И все же формалисты считали «остранение» сущностью литературы. Они релятивизировали такое использование языка, увидев в нем причину отличий одной разновидности речи от другой. Но давайте представим, будто я услышал, как кто-то заметил за соседним столиком в пабе: «У вас такой четкий почерк!». Был это язык литературы или нет? Неоспоримо, что перед нами язык литературы, поскольку фраза взята из романа Кнута Гамсуна «Голод». Но как я узнаю, что это литература? В конечном счете она не обращает на себя внимания как на особый вербальный акт. Одним из ответов на вопрос о том, как я узнаю, что передо мной литература, может быть то, что фраза взята из известного мне романа. Это часть текста, который я читал как «вымысел», который заявляет о себе как о «романе», который может рассматриваться в университетском курсе литературы – и так далее. Контекст подсказывает мне, что это литература. Но сам язык не обладает неотъемлемыми свойствами или качествами, которые могли бы отличить этот отрывок от других разновидностей дискурса, и можно произнести эти слова в пабе, не вызвав восхищения их литературной искусностью. Мыслить литературу как формалисты значит мыслить ее как поэзию. Важно, что, когда формалисты начали рассматривать прозу, они часто просто переносили на нее техники, которые применяли к поэзии. Но о литературе часто судят не только лишь как о поэзии – например, видят реалистический или натуралистический тип письма, никак себя металингвистически не осознающий и себя демонстративно никак не проявляющий. Люди находят иную манеру письма «изящной», потому что она не привлекает к себе чрезмерного внимания; они восхищаются ее лаконичной ясностью или стилевой уравновешенностью. А как насчет шуток, футбольных кричалок, слоганов, газетных заголовков, рекламных объявлений, которые зачастую словесно ярки, но обычно не рассматриваются как литература?
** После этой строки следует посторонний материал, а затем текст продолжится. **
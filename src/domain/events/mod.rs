//! Progress events streamed to the host UI while a tool runs

mod emitter;
mod event;

pub use emitter::EventEmitter;
pub use event::{CitationMetadata, CitationSource, ToolEvent};

#[cfg(test)]
pub use emitter::mock::RecordingEventEmitter;
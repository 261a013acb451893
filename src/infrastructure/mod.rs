//! Infrastructure layer - host capability implementations and tool handlers

pub mod embedding;
pub mod events;
pub mod knowledge_base;
pub mod logging;
pub mod tools;
pub mod user;
//! Knowledge base validation utilities

use std::fmt;

use once_cell::sync::Lazy;
use regex::Regex;

/// Maximum length for knowledge base IDs
pub const MAX_KB_ID_LENGTH: usize = 128;

/// Host ids are UUIDs or slugs: alphanumeric first, then alphanumerics, `-`, `_`, `.`
static KB_ID_PATTERN: Lazy<Regex> =
    Lazy::new(|| Regex::new(r"^[a-zA-Z0-9][a-zA-Z0-9._-]*$").unwrap());

/// Knowledge base validation errors
#[derive(Debug, Clone, PartialEq)]
pub enum KnowledgeBaseValidationError {
    /// ID is empty
    EmptyId,
    /// ID exceeds maximum length
    IdTooLong { length: usize, max: usize },
    /// ID contains invalid characters
    InvalidIdFormat { id: String },
    /// Name is empty
    EmptyName,
}

impl fmt::Display for KnowledgeBaseValidationError {
    fn fmt(&self, f: &mut fmt::Formatter<'_>) -> fmt::Result {
        match self {
            Self::EmptyId => write!(f, "Knowledge base ID cannot be empty"),
            Self::IdTooLong { length, max } => {
                write!(
                    f,
                    "Knowledge base ID too long: {} characters (max {})",
                    length, max
                )
            }
            Self::InvalidIdFormat { id } => {
                write!(
                    f,
                    "Invalid knowledge base ID format '{}': must be alphanumeric with '-', '_' or '.'",
                    id
                )
            }
            Self::EmptyName => write!(f, "Knowledge base name cannot be empty"),
        }
    }
}

impl std::error::Error for KnowledgeBaseValidationError {}

/// Validate a knowledge base ID
pub fn validate_knowledge_base_id(id: &str) -> Result<(), KnowledgeBaseValidationError> {
    if id.is_empty() {
        return Err(KnowledgeBaseValidationError::EmptyId);
    }

    if id.len() > MAX_KB_ID_LENGTH {
        return Err(KnowledgeBaseValidationError::IdTooLong {
            length: id.len(),
            max: MAX_KB_ID_LENGTH,
        });
    }

    if !KB_ID_PATTERN.is_match(id) {
        return Err(KnowledgeBaseValidationError::InvalidIdFormat { id: id.to_string() });
    }

    Ok(())
}
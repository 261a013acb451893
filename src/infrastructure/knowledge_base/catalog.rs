//! JSON host catalog used to seed the in-memory backends
//!
//! ```json
//! {
//!   "users": [{ "id": "alice", "name": "Alice" }],
//!   "knowledge_bases": [{
//!     "id": "hr-policies",
//!     "name": "HR Policies",
//!     "owner": "alice",
//!     "public": false,
//!     "files": [{ "id": "f-1", "name": "vacation.md", "chunks": ["..."] }]
//!   }]
//! }
//! ```

use std::path::Path;
use std::sync::Arc;

use serde::{Deserialize, Serialize};
use tracing::info;

use super::registry::{InMemoryKnowledgeBaseRegistry, KnowledgeBaseAccess};
use super::retrieval::InMemoryRetrievalProvider;
use crate::domain::knowledge_base::{DocumentMetadata, KnowledgeBase, KnowledgeBaseId};
use crate::domain::user::{User, UserId};
use crate::domain::DomainError;
use crate::infrastructure::user::InMemoryUserRepository;

#[derive(Debug, Clone, Default, Serialize, Deserialize)]
pub struct HostCatalog {
    #[serde(default)]
    pub users: Vec<User>,
    #[serde(default)]
    pub knowledge_bases: Vec<CatalogKnowledgeBase>,
}

#[derive(Debug, Clone, Serialize, Deserialize)]
pub struct CatalogKnowledgeBase {
    pub id: KnowledgeBaseId,
    pub name: String,
    #[serde(default)]
    pub description: Option<String>,
    #[serde(default)]
    pub owner: Option<UserId>,
    #[serde(default)]
    pub readers: Vec<UserId>,
    #[serde(default)]
    pub public: bool,
    #[serde(default)]
    pub files: Vec<CatalogFile>,
}

#[derive(Debug, Clone, Serialize, Deserialize)]
pub struct CatalogFile {
    pub id: String,
    pub name: String,
    #[serde(default)]
    pub chunks: Vec<String>,
}

/// Backends built from a catalog
#[derive(Debug, Clone)]
pub struct CatalogBackends {
    pub users: Arc<InMemoryUserRepository>,
    pub registry: Arc<InMemoryKnowledgeBaseRegistry>,
    pub retrieval: Arc<InMemoryRetrievalProvider>,
}

impl HostCatalog {
    pub fn from_json(json: &str) -> Result<Self, DomainError> {
        serde_json::from_str(json)
            .map_err(|e| DomainError::configuration(format!("Invalid catalog: {}", e)))
    }

    pub async fn from_path(path: impl AsRef<Path>) -> Result<Self, DomainError> {
        let path = path.as_ref();
        let json = tokio::fs::read_to_string(path).await.map_err(|e| {
            DomainError::configuration(format!(
                "Failed to read catalog '{}': {}",
                path.display(),
                e
            ))
        })?;

        Self::from_json(&json)
    }

    pub async fn into_backends(self) -> CatalogBackends {
        let users = Arc::new(InMemoryUserRepository::with_users(self.users));
        let registry = Arc::new(InMemoryKnowledgeBaseRegistry::new());
        let retrieval = Arc::new(InMemoryRetrievalProvider::new());

        let mut chunk_total = 0;

        for entry in self.knowledge_bases {
            let collection = entry.id.as_str().to_string();

            for file in &entry.files {
                for chunk in &file.chunks {
                    let metadata = DocumentMetadata::new()
                        .with("source", file.name.clone())
                        .with("file_id", file.id.clone());
                    retrieval
                        .add_chunk(collection.clone(), chunk.clone(), metadata)
                        .await;
                    chunk_total += 1;
                }
            }

            let mut knowledge_base = KnowledgeBase::new(entry.id, entry.name)
                .with_file_ids(entry.files.iter().map(|f| f.id.clone()));
            if let Some(description) = entry.description {
                knowledge_base = knowledge_base.with_description(description);
            }

            let access = KnowledgeBaseAccess {
                owner: entry.owner,
                readers: entry.readers,
                public: entry.public,
            };

            registry.insert(knowledge_base, access).await;
        }

        info!(
            knowledge_bases = registry.len().await,
            chunks = chunk_total,
            "Host catalog loaded"
        );

        CatalogBackends {
            users,
            registry,
            retrieval,
        }
    }
}
//! Application configuration

mod app_config;

pub use app_config::{AppConfig, EmbeddingBackend, EmbeddingSettings, LogFormat, LoggingConfig};
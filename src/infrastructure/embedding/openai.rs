//! OpenAI-compatible embedding provider

use async_trait::async_trait;
use serde::{Deserialize, Serialize};

use super::HttpClientTrait;
use crate::domain::embedding::{Embedding, EmbeddingProvider, EmbeddingRequest, EmbeddingResponse};
use crate::domain::DomainError;

const DEFAULT_OPENAI_BASE_URL: &str = "https://api.openai.com";
const DEFAULT_MODEL: &str = "text-embedding-3-small";

/// Embedding provider for `/v1/embeddings` style APIs
#[derive(Debug)]
pub struct OpenAiEmbeddingProvider<C: HttpClientTrait> {
    client: C,
    auth_header: String,
    base_url: String,
    model: String,
    dimensions: Option<usize>,
}

impl<C: HttpClientTrait> OpenAiEmbeddingProvider<C> {
    /// Create a new OpenAI embedding provider
    pub fn new(client: C, api_key: impl Into<String>) -> Self {
        Self::with_base_url(client, api_key, DEFAULT_OPENAI_BASE_URL)
    }

    /// Create a new provider with custom base URL
    pub fn with_base_url(
        client: C,
        api_key: impl Into<String>,
        base_url: impl Into<String>,
    ) -> Self {
        let auth_header = format!("Bearer {}", api_key.into());
        let base_url = base_url.into().trim_end_matches('/').to_string();

        Self {
            client,
            auth_header,
            base_url,
            model: DEFAULT_MODEL.to_string(),
            dimensions: None,
        }
    }

    pub fn with_model(mut self, model: impl Into<String>) -> Self {
        self.model = model.into();
        self
    }

    pub fn with_dimensions(mut self, dimensions: usize) -> Self {
        self.dimensions = Some(dimensions);
        self
    }

    fn embeddings_url(&self) -> String {
        format!("{}/v1/embeddings", self.base_url)
    }

    fn headers(&self) -> Vec<(&str, &str)> {
        vec![
            ("Authorization", self.auth_header.as_str()),
            ("Content-Type", "application/json"),
        ]
    }

    fn build_request(&self, request: &EmbeddingRequest) -> serde_json::Value {
        let mut body = serde_json::json!({
            "model": self.model,
            "input": request.prefixed_inputs(),
        });

        if let Some(dims) = request.dimensions().or(self.dimensions) {
            body["dimensions"] = serde_json::json!(dims);
        }

        // end-user id lets the API attribute usage per caller
        if let Some(user) = request.user() {
            body["user"] = serde_json::json!(user.id().as_str());
        }

        body
    }

    fn parse_response(&self, json: serde_json::Value) -> Result<EmbeddingResponse, DomainError> {
        let response: OpenAiEmbeddingResponse = serde_json::from_value(json).map_err(|e| {
            DomainError::provider("openai", format!("Failed to parse embedding response: {}", e))
        })?;

        let embeddings: Vec<Embedding> = response
            .data
            .into_iter()
            .map(|d| Embedding::new(d.index, d.embedding))
            .collect();

        Ok(EmbeddingResponse::new(response.model, embeddings))
    }
}

#[async_trait]
impl<C: HttpClientTrait> EmbeddingProvider for OpenAiEmbeddingProvider<C> {
    async fn embed(&self, request: EmbeddingRequest) -> Result<EmbeddingResponse, DomainError> {
        let url = self.embeddings_url();
        let body = self.build_request(&request);

        let response = self.client.post_json(&url, self.headers(), &body).await?;

        self.parse_response(response)
    }

    fn provider_name(&self) -> &'static str {
        "openai"
    }

    fn model(&self) -> &str {
        &self.model
    }
}

#[derive(Debug, Serialize, Deserialize)]
struct OpenAiEmbeddingResponse {
    model: String,
    data: Vec<OpenAiEmbeddingData>,
}

#[derive(Debug, Serialize, Deserialize)]
struct OpenAiEmbeddingData {
    index: usize,
    embedding: Vec<f32>,
}
//! Embedding provider implementations

mod factory;
mod hashing;
mod http_client;
mod openai;

pub use factory::create_embedding_provider;
pub use hashing::HashingEmbeddingProvider;
pub use http_client::{HttpClient, HttpClientTrait};
pub use openai::OpenAiEmbeddingProvider;

#[cfg(test)]
pub use http_client::mock::MockHttpClient;
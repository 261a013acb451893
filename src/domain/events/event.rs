//! Event payloads

use serde::{Deserialize, Serialize};

/// Metadata record attached to a citation
#[derive(Debug, Clone, PartialEq, Serialize, Deserialize)]
pub struct CitationMetadata {
    pub source: String,
    pub file_id: String,
    pub relevance_score: f64,
}

/// Compact source descriptor the UI links a citation to
#[derive(Debug, Clone, PartialEq, Serialize, Deserialize)]
pub struct CitationSource {
    pub name: String,
    pub url: String,
}

/// Event sent through the progress sink.
///
/// Serializes as `{"type": "status" | "citation", "data": {...}}`.
#[derive(Debug, Clone, PartialEq, Serialize, Deserialize)]
#[serde(tag = "type", content = "data", rename_all = "snake_case")]
pub enum ToolEvent {
    Status {
        description: String,
        done: bool,
    },
    Citation {
        document: Vec<String>,
        metadata: Vec<CitationMetadata>,
        source: CitationSource,
    },
}

impl ToolEvent {
    /// A status update that more work will follow
    pub fn in_progress(description: impl Into<String>) -> Self {
        Self::Status {
            description: description.into(),
            done: false,
        }
    }

    /// A final status update
    pub fn done(description: impl Into<String>) -> Self {
        Self::Status {
            description: description.into(),
            done: true,
        }
    }

    /// Citation for a single retrieved document
    pub fn citation(
        document: impl Into<String>,
        source_name: impl Into<String>,
        file_id: impl Into<String>,
        relevance_score: f64,
    ) -> Self {
        let source_name = source_name.into();
        let file_id = file_id.into();

        Self::Citation {
            document: vec![document.into()],
            source: CitationSource {
                name: source_name.clone(),
                url: format!("#file-{}", file_id),
            },
            metadata: vec![CitationMetadata {
                source: source_name,
                file_id,
                relevance_score,
            }],
        }
    }

    pub fn is_status(&self) -> bool {
        matches!(self, Self::Status { .. })
    }

    pub fn is_citation(&self) -> bool {
        matches!(self, Self::Citation { .. })
    }

    /// Description of a status event
    pub fn description(&self) -> Option<&str> {
        match self {
            Self::Status { description, .. } => Some(description),
            Self::Citation { .. } => None,
        }
    }
}

#[cfg(test)]
mod tests {
    use super::*;
    use serde_json::json;

    #[test]
    fn test_status_wire_format() {
        let event = ToolEvent::in_progress("Searching knowledge bases...");

        assert_eq!(
            serde_json::to_value(&event).unwrap(),
            json!({
                "type": "status",
                "data": { "description": "Searching knowledge bases...", "done": false }
            })
        );
    }

    #[test]
    fn test_citation_wire_format() {
        let event = ToolEvent::citation("Remote work is allowed.", "policy.pdf", "f-1", 0.123);

        assert_eq!(
            serde_json::to_value(&event).unwrap(),
            json!({
                "type": "citation",
                "data": {
                    "document": ["Remote work is allowed."],
                    "metadata": [{
                        "source": "policy.pdf",
                        "file_id": "f-1",
                        "relevance_score": 0.123
                    }],
                    "source": { "name": "policy.pdf", "url": "#file-f-1" }
                }
            })
        );
    }

    #[test]
    fn test_citation_with_empty_file_id() {
        match ToolEvent::citation("text", "Source 1", "", 0.5) {
            ToolEvent::Citation { source, .. } => assert_eq!(source.url, "#file-"),
            other => panic!("unexpected event {:?}", other),
        }
    }

    #[test]
    fn test_round_trip_from_host_json() {
        let event: ToolEvent = serde_json::from_value(json!({
            "type": "status",
            "data": { "description": "done", "done": true }
        }))
        .unwrap();

        assert_eq!(event, ToolEvent::done("done"));
        assert_eq!(event.description(), Some("done"));
    }
}
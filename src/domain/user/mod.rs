//! User domain
//!
//! Callers of the tools are identified by a [`UserId`]. The host resolves
//! that identity to a [`User`] record, which scopes embedding generation.

mod entity;
mod repository;
mod validation;

pub use entity::{User, UserId, UserRole};
pub use repository::UserRepository;
pub use validation::{validate_user_id, UserValidationError};

#[cfg(test)]
pub use repository::mock::MockUserRepository;
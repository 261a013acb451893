//! Domain layer - entities, host capability traits and tool contracts

pub mod embedding;
pub mod error;
pub mod events;
pub mod knowledge_base;
pub mod tool;
pub mod user;

pub use embedding::{
    cosine_similarity, Embedding, EmbeddingFunction, EmbeddingProvider, EmbeddingRequest,
    EmbeddingResponse,
};
pub use error::DomainError;
pub use events::{CitationMetadata, CitationSource, EventEmitter, ToolEvent};
pub use knowledge_base::{
    AccessPermission, CollectionQuery, DocumentMetadata, KnowledgeBase, KnowledgeBaseId,
    KnowledgeBaseRegistry, KnowledgeBaseValidationError, QueryResult, RetrievalProvider,
    RetrievedDocument,
};
pub use tool::{
    tool_specs, SearchKnowledgeArgs, ToolCall, ToolContext, ToolError, ToolSpec, ToolValves,
    ValvesValidationError, LIST_KNOWLEDGE_BASES_TOOL, SEARCH_KNOWLEDGE_TOOL,
};
pub use user::{User, UserId, UserRepository, UserRole, UserValidationError};
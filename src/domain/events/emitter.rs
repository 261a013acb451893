//! Progress sink trait

use std::fmt::Debug;

use async_trait::async_trait;

use super::ToolEvent;
use crate::domain::DomainError;

/// Asynchronous sink for [`ToolEvent`]s supplied by the host per invocation
#[async_trait]
pub trait EventEmitter: Send + Sync + Debug {
    async fn emit(&self, event: ToolEvent) -> Result<(), DomainError>;
}

#[cfg(test)]
pub mod mock {
    use super::*;
    use std::sync::atomic::{AtomicUsize, Ordering};
    use std::sync::Mutex;

    /// Emitter that keeps every event it receives
    #[derive(Debug, Default)]
    pub struct RecordingEventEmitter {
        events: Mutex<Vec<ToolEvent>>,
        attempts: AtomicUsize,
        fail_on: Option<usize>,
    }

    impl RecordingEventEmitter {
        pub fn new() -> Self {
            Self::default()
        }

        /// Fail the emission with the given zero-based position
        pub fn failing_at(position: usize) -> Self {
            Self {
                fail_on: Some(position),
                ..Self::default()
            }
        }

        pub fn events(&self) -> Vec<ToolEvent> {
            self.events.lock().unwrap().clone()
        }

        pub fn citations(&self) -> Vec<ToolEvent> {
            self.events().into_iter().filter(ToolEvent::is_citation).collect()
        }

        pub fn statuses(&self) -> Vec<ToolEvent> {
            self.events().into_iter().filter(ToolEvent::is_status).collect()
        }
    }

    #[async_trait]
    impl EventEmitter for RecordingEventEmitter {
        async fn emit(&self, event: ToolEvent) -> Result<(), DomainError> {
            let attempt = self.attempts.fetch_add(1, Ordering::SeqCst);

            if self.fail_on == Some(attempt) {
                return Err(DomainError::event("sink closed"));
            }

            self.events.lock().unwrap().push(event);
            Ok(())
        }
    }
}
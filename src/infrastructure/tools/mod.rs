//! Tool implementations exposed to the LLM orchestrator

mod formatting;
mod knowledge_search;

pub use knowledge_search::KnowledgeSearchTools;
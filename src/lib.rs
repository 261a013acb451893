//! Knowledge search tools
//!
//! Two LLM-callable tools over a host's knowledge bases:
//! - `search_knowledge`: retrieve ranked chunks and return them as
//!   citation-tagged context, streaming status and citation events
//! - `list_available_knowledge_bases`: describe the knowledge bases the
//!   caller may read
//!
//! Retrieval, embeddings, user lookup and the knowledge base registry are
//! host capabilities behind traits in [`domain`]. In-memory implementations
//! live in [`infrastructure`] for local runs and tests.

pub mod cli;
pub mod config;
pub mod domain;
pub mod infrastructure;

pub use config::AppConfig;
pub use domain::{
    tool_specs, DomainError, EventEmitter, ToolCall, ToolContext, ToolEvent, ToolSpec, ToolValves,
};
pub use infrastructure::tools::KnowledgeSearchTools;
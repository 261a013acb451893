//! In-memory knowledge base backends for development and tests

mod catalog;
mod registry;
mod retrieval;

pub use catalog::{CatalogBackends, CatalogFile, CatalogKnowledgeBase, HostCatalog};
pub use registry::{InMemoryKnowledgeBaseRegistry, KnowledgeBaseAccess};
pub use retrieval::InMemoryRetrievalProvider;
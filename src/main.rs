use clap::Parser;
use kb_search_tools::cli::{self, Cli, Command};

#[tokio::main]
async fn main() -> anyhow::Result<()> {
    let cli = Cli::parse();

    match cli.command {
        Command::Search(args) => cli::search::run(args, cli.catalog).await,
        Command::List(args) => cli::list::run(args, cli.catalog).await,
        Command::Specs => cli::specs::run(),
        Command::Call(args) => cli::call::run(args, cli.catalog).await,
    }
}
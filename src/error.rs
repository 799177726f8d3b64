//! Error types for the loan approval pipeline

use std::io;
use std::path::PathBuf;

/// Dataset missing or malformed. Fatal for training and evaluation.
#[derive(Debug, thiserror::Error)]
pub enum DataError {
    #[error("dataset not found: {}", .0.display())]
    NotFound(PathBuf),

    #[error("failed to read dataset {}: {source}", .path.display())]
    Csv {
        path: PathBuf,
        #[source]
        source: csv::Error,
    },

    #[error("missing required column: {0}")]
    MissingColumn(String),

    #[error("invalid value {value:?} for column {column} at line {line}")]
    InvalidValue {
        line: u64,
        column: String,
        value: String,
    },

    #[error("invalid label {value:?} at line {line} (expected 0 or 1)")]
    InvalidLabel { line: u64, value: String },

    #[error("dataset {} has no usable rows", .0.display())]
    Empty(PathBuf),

    #[error("number of labels ({labels}) does not match number of records ({records})")]
    LengthMismatch { records: usize, labels: usize },

    #[error("invalid split: {0}")]
    InvalidSplit(String),
}

/// Model artifact cannot be written, read or trusted. Fatal at process start.
#[derive(Debug, thiserror::Error)]
pub enum ArtifactError {
    #[error("model artifact not found: {}", .0.display())]
    NotFound(PathBuf),

    #[error("I/O error on {}: {source}", .path.display())]
    Io {
        path: PathBuf,
        #[source]
        source: io::Error,
    },

    #[error("failed to (de)serialize model artifact {}: {source}", .path.display())]
    Serde {
        path: PathBuf,
        #[source]
        source: serde_json::Error,
    },

    #[error("unsupported artifact format version {found} (expected {expected})")]
    UnsupportedVersion { found: u32, expected: u32 },

    #[error("inconsistent model artifact: {0}")]
    Inconsistent(String),
}

/// A single application fails a business rule. Recoverable by resubmitting.
#[derive(Debug, Clone, PartialEq, thiserror::Error)]
pub enum ValidationError {
    #[error("annual income ({income}) must be at least the loan amount ({loan_amount})")]
    IncomeBelowLoanAmount { income: f64, loan_amount: f64 },

    #[error("client ID must be exactly 8 digits, got {0:?}")]
    InvalidClientId(String),

    #[error("field {0} must be a finite number")]
    NonFinite(&'static str),

    #[error("field {0} must not be empty")]
    EmptyCategory(&'static str),
}

/// Training input is unusable.
#[derive(Debug, Clone, PartialEq, thiserror::Error)]
pub enum TrainingError {
    #[error("training set is empty")]
    EmptyTrainingSet,

    #[error("number of labels ({labels}) does not match number of rows ({rows})")]
    LengthMismatch { rows: usize, labels: usize },

    #[error("row {row} has {got} features, expected {expected}")]
    RaggedFeatures {
        row: usize,
        expected: usize,
        got: usize,
    },

    #[error("invalid forest parameters: {0}")]
    InvalidParams(String),
}

/// Encoded input does not match the model's feature layout.
#[derive(Debug, Clone, PartialEq, thiserror::Error)]
#[error("feature vector has {got} values, model expects {expected}")]
pub struct FeatureLengthMismatch {
    pub expected: usize,
    pub got: usize,
}
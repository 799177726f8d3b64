//! Serving session: one loaded model plus serving counters.
//!
//! A session is created once per process and handed to whatever front end
//! drives it (CLI, NATS loop). It holds no global state and never reloads
//! the model; a new artifact takes effect on process restart.

use crate::error::{ArtifactError, ValidationError};
use crate::metrics::ServingMetrics;
use crate::models::inference::LoanPredictor;
use crate::types::application::LoanApplication;
use crate::types::decision::LoanDecision;
use crate::validation;
use std::path::Path;
use std::sync::Arc;
use std::time::Instant;
use tracing::{debug, info};

#[derive(Clone)]
pub struct ServingSession {
    predictor: Arc<LoanPredictor>,
    metrics: Arc<ServingMetrics>,
}

impl ServingSession {
    pub fn new(predictor: LoanPredictor) -> Self {
        Self {
            predictor: Arc::new(predictor),
            metrics: Arc::new(ServingMetrics::new()),
        }
    }

    /// Load the model artifact once and open a session around it.
    pub fn open<P: AsRef<Path>>(model_path: P) -> Result<Self, ArtifactError> {
        let predictor = LoanPredictor::load(model_path)?;
        info!(
            features = predictor.fitted_state().feature_count(),
            "Serving session ready"
        );
        Ok(Self::new(predictor))
    }

    /// Validate, then predict. A validation failure never reaches the classifier.
    pub fn submit(&self, application: &LoanApplication) -> Result<LoanDecision, ValidationError> {
        let start = Instant::now();

        if let Err(e) = validation::validate(application) {
            self.metrics.record_validation_failure(start.elapsed());
            debug!(
                client_id = ?application.client_id,
                error = %e,
                "Application failed validation"
            );
            return Err(e);
        }

        let prediction = self.predictor.predict(application);
        self.metrics.record_prediction(
            start.elapsed(),
            prediction.decision,
            prediction.approval_probability,
        );

        Ok(prediction.to_decision(application))
    }

    /// Like [`submit`](Self::submit), with validation failures turned into
    /// a rejection that carries the reason.
    pub fn decide(&self, application: &LoanApplication) -> LoanDecision {
        self.submit(application)
            .unwrap_or_else(|e| LoanDecision::rejected(application.client_id.clone(), e.to_string()))
    }

    pub fn predictor(&self) -> &LoanPredictor {
        &self.predictor
    }

    pub fn metrics(&self) -> &Arc<ServingMetrics> {
        &self.metrics
    }
}

#[cfg(test)]
mod tests {
    use super::*;
    use crate::models::artifact::{ArtifactMetadata, ModelArtifact};
    use crate::models::forest::{ForestParams, RandomForest};
    use crate::preprocessing::Preprocessor;
    use crate::types::decision::Decision;
    use std::sync::atomic::Ordering;

    /// Approval follows a prior-default flag of "No".
    fn session() -> ServingSession {
        let records: Vec<LoanApplication> = (0..40)
            .map(|i| LoanApplication {
                previous_loan_defaults_on_file: if i % 2 == 0 { "No" } else { "Yes" }.to_string(),
                person_age: 20.0 + (i / 2) as f64,
                ..LoanApplication::default()
            })
            .collect();
        let labels: Vec<u8> = (0..40).map(|i| u8::from(i % 2 == 0)).collect();

        let state = Preprocessor::fit(&records).unwrap();
        let params = ForestParams {
            n_estimators: 9,
            ..ForestParams::default()
        };
        let forest =
            RandomForest::train(&state.transform_batch(&records), &labels, &params).unwrap();
        let metadata = ArtifactMetadata {
            artifact_id: "session-test".to_string(),
            trained_at: chrono::Utc::now(),
            train_rows: 40,
            test_rows: 0,
            test_fraction: 0.2,
            split_seed: 42,
            forest_params: params,
        };
        ServingSession::new(LoanPredictor::new(
            ModelArtifact::new(state, forest, metadata).unwrap(),
        ))
    }

    #[test]
    fn test_income_check_runs_before_prediction() {
        let session = session();
        let app = LoanApplication {
            person_income: 40_000.0,
            loan_amnt: 50_000.0,
            ..LoanApplication::default()
        };

        let err = session.submit(&app).unwrap_err();
        assert!(matches!(err, ValidationError::IncomeBelowLoanAmount { .. }));

        let metrics = session.metrics();
        assert_eq!(metrics.predictions.load(Ordering::Relaxed), 0);
        assert_eq!(metrics.validation_failures.load(Ordering::Relaxed), 1);
    }

    #[test]
    fn test_decide_reports_rejection_reason() {
        let session = session();
        let app = LoanApplication {
            person_income: 40_000.0,
            loan_amnt: 50_000.0,
            ..LoanApplication::default()
        }
        .with_client_id("20703025");

        let decision = session.decide(&app);
        assert_eq!(decision.decision, Decision::Rejected);
        assert_eq!(decision.client_id.as_deref(), Some("20703025"));
        assert!(decision.approval_probability.is_none());
        assert!(decision
            .rejection_reason
            .as_deref()
            .is_some_and(|r| r.contains("at least the loan amount")));
    }

    #[test]
    fn test_valid_application_is_predicted() {
        let session = session();

        let approved = session.submit(&LoanApplication::default()).unwrap();
        let rejected = session
            .submit(&LoanApplication {
                previous_loan_defaults_on_file: "Yes".to_string(),
                ..LoanApplication::default()
            })
            .unwrap();

        assert!(approved.is_approved());
        assert!(!rejected.is_approved());
        assert!(approved.rejection_reason.is_none());
        assert_eq!(session.metrics().predictions.load(Ordering::Relaxed), 2);
    }

    #[test]
    fn test_clones_share_model_and_counters() {
        let session = session();
        let clone = session.clone();

        clone.submit(&LoanApplication::default()).unwrap();

        assert!(std::ptr::eq(session.predictor(), clone.predictor()));
        assert_eq!(session.metrics().requests.load(Ordering::Relaxed), 1);
    }
}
Другая проблема, связанная с «остранением», заключается в том, что не существует такой манеры письма, которая не могла бы, при достаточной изобретательности, быть прочитана как «остраненная». Если говорить о прозе, подойдет иногда встречаемое в лондонском метро объявление: «На эскалаторе возьмите собаку на руки» («Dogs must be carried on the escalator»). Возможно, оно не столь точно, как кажется на первый взгляд: значит ли оно, что вы должны взять на эскалатор собаку? Пустят ли вас на эскалатор, если вы не сможете найти беспризорную дворнягу, чтобы сжимать ее в руках, поднимаясь наверх? Многие очевидно прямые предупреждения могут вызвать неясность в понимании, как, например, «Не класть в корзину» или британский дорожный знак «Выезд» для калифорнийца[28]. Но даже если мы оставим в стороне проблему двусмысленности, очевидно, что объявление в метро может быть прочитано как литературный текст. Кто-то может увлечься внезапным грозным стаккато первых тяжеловесных односложных слов («Dogs must be»), следить за изменениями в своем сознании, когда оно доходит до двусмысленного «возьмите» и пронзается мыслями о помощи увечным псам, и, возможно, даже обнаружить, что сами ритм и интонация слова «эскалатор» подражают вращению, движению вверх и вниз. Все это может казаться весьма бесплодным занятием, но оно не более бесплодно, чем стремление услышать звук нанесенного удара и свист рапир в каком-нибудь поэтическом описании дуэли. Во всяком случае, этот пример имеет то преимущество, что он предполагает: вопрос о «литературе» – это не только вопрос о том, что слова делают с людьми, но и о том, что люди делают со словами.

вернуться

28

«Way out» на американском сленге значит «клевый», «экстравагантный», «ультрамодный», а также «находящийся под действием наркотических веществ». – Прим. перев.